• _WHAT YOU ARE ASKED TO DO_
Lines after the one containing "#[derive(Clone, Debug, Default, PartialEq)]" are to be omitted; print exactly each line from the start of the records up to and including it.

Saved data entries
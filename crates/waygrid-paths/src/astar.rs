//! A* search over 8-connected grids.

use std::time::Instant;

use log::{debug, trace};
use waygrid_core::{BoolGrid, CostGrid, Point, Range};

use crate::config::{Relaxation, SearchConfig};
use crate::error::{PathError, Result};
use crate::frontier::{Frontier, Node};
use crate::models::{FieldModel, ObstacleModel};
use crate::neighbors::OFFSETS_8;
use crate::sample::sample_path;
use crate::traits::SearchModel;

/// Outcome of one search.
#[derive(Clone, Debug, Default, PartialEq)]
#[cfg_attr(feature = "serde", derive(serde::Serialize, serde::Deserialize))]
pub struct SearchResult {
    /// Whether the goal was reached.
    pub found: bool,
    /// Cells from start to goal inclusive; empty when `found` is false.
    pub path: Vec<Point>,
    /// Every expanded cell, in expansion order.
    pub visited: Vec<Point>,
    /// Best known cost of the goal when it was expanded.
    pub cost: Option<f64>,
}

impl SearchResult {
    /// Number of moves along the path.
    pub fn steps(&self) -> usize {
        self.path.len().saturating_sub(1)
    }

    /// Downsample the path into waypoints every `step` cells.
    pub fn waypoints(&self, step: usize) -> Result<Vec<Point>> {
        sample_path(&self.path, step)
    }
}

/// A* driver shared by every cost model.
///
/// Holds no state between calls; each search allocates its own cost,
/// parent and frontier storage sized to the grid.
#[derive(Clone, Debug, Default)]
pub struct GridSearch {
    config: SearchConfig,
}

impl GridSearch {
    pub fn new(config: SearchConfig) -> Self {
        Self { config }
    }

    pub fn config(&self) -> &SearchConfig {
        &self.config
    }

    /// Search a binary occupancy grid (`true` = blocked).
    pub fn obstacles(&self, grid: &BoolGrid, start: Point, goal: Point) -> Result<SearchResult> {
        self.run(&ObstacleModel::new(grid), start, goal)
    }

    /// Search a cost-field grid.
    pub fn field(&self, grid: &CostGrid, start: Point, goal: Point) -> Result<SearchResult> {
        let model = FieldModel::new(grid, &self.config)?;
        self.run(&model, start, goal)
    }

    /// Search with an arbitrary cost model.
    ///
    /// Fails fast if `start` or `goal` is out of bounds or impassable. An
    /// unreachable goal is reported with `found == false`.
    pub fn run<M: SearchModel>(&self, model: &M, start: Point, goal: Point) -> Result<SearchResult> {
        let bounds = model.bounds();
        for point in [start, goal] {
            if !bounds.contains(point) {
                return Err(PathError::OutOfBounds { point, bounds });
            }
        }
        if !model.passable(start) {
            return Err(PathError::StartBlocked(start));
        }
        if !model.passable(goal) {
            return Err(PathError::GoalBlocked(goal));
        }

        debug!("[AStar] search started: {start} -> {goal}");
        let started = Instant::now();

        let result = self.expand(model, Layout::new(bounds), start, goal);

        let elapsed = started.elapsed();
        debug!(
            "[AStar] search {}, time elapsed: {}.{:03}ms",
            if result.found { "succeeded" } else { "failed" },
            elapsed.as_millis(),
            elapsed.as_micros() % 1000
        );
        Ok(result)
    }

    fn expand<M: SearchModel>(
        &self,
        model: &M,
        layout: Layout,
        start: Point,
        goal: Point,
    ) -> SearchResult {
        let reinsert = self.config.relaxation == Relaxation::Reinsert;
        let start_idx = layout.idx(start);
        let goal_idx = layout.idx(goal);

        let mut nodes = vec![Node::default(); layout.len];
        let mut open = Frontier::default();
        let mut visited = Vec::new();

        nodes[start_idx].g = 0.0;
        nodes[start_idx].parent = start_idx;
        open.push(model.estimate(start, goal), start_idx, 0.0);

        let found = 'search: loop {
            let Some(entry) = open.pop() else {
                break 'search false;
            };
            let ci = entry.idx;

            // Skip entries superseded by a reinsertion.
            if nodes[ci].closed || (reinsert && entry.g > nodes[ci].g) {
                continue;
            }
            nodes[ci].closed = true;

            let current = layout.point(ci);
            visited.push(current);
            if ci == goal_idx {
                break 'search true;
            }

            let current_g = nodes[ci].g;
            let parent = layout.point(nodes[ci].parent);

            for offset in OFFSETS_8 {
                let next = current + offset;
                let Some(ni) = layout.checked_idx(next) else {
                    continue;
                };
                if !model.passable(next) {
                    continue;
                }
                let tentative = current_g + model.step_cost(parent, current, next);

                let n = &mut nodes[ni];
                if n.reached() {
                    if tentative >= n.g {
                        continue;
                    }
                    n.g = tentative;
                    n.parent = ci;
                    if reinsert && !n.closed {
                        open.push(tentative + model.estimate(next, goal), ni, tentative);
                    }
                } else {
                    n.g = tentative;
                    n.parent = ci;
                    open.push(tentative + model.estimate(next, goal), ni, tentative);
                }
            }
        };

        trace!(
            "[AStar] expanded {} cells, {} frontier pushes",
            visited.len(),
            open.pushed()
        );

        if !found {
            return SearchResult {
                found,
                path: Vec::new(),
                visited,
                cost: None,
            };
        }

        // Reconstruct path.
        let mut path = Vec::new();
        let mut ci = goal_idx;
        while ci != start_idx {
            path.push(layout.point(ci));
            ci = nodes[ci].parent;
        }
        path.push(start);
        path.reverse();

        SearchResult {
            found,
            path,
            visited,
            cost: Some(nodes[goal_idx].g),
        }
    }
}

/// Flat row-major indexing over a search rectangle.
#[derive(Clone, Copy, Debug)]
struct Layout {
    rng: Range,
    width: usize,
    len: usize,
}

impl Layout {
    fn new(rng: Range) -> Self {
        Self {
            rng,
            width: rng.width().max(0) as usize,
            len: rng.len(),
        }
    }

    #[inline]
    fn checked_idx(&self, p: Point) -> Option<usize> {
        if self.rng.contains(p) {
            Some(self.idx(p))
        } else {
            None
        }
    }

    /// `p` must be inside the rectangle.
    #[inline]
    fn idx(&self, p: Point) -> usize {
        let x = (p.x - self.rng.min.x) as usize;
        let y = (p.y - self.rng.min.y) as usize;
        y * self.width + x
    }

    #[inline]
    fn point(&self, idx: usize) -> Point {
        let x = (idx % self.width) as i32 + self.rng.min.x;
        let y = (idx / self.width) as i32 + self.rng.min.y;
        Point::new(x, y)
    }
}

• _ANSWER TO THE EXERCISE_
filename crates/waygrid-paths/src/astar.rs
//! A* search over 8-connected grids.

use std::time::Instant;

use log::{debug, trace};
use waygrid_core::{BoolGrid, CostGrid, Point, Range};

use crate::config::{Relaxation, SearchConfig};
use crate::error::{PathError, Result};
use crate::frontier::{Frontier, Node};
use crate::models::{FieldModel, ObstacleModel};
use crate::neighbors::OFFSETS_8;
use crate::sample::sample_path;
use crate::traits::SearchModel;

/// Outcome of one search.
#[derive(Clone, Debug, Default, PartialEq)]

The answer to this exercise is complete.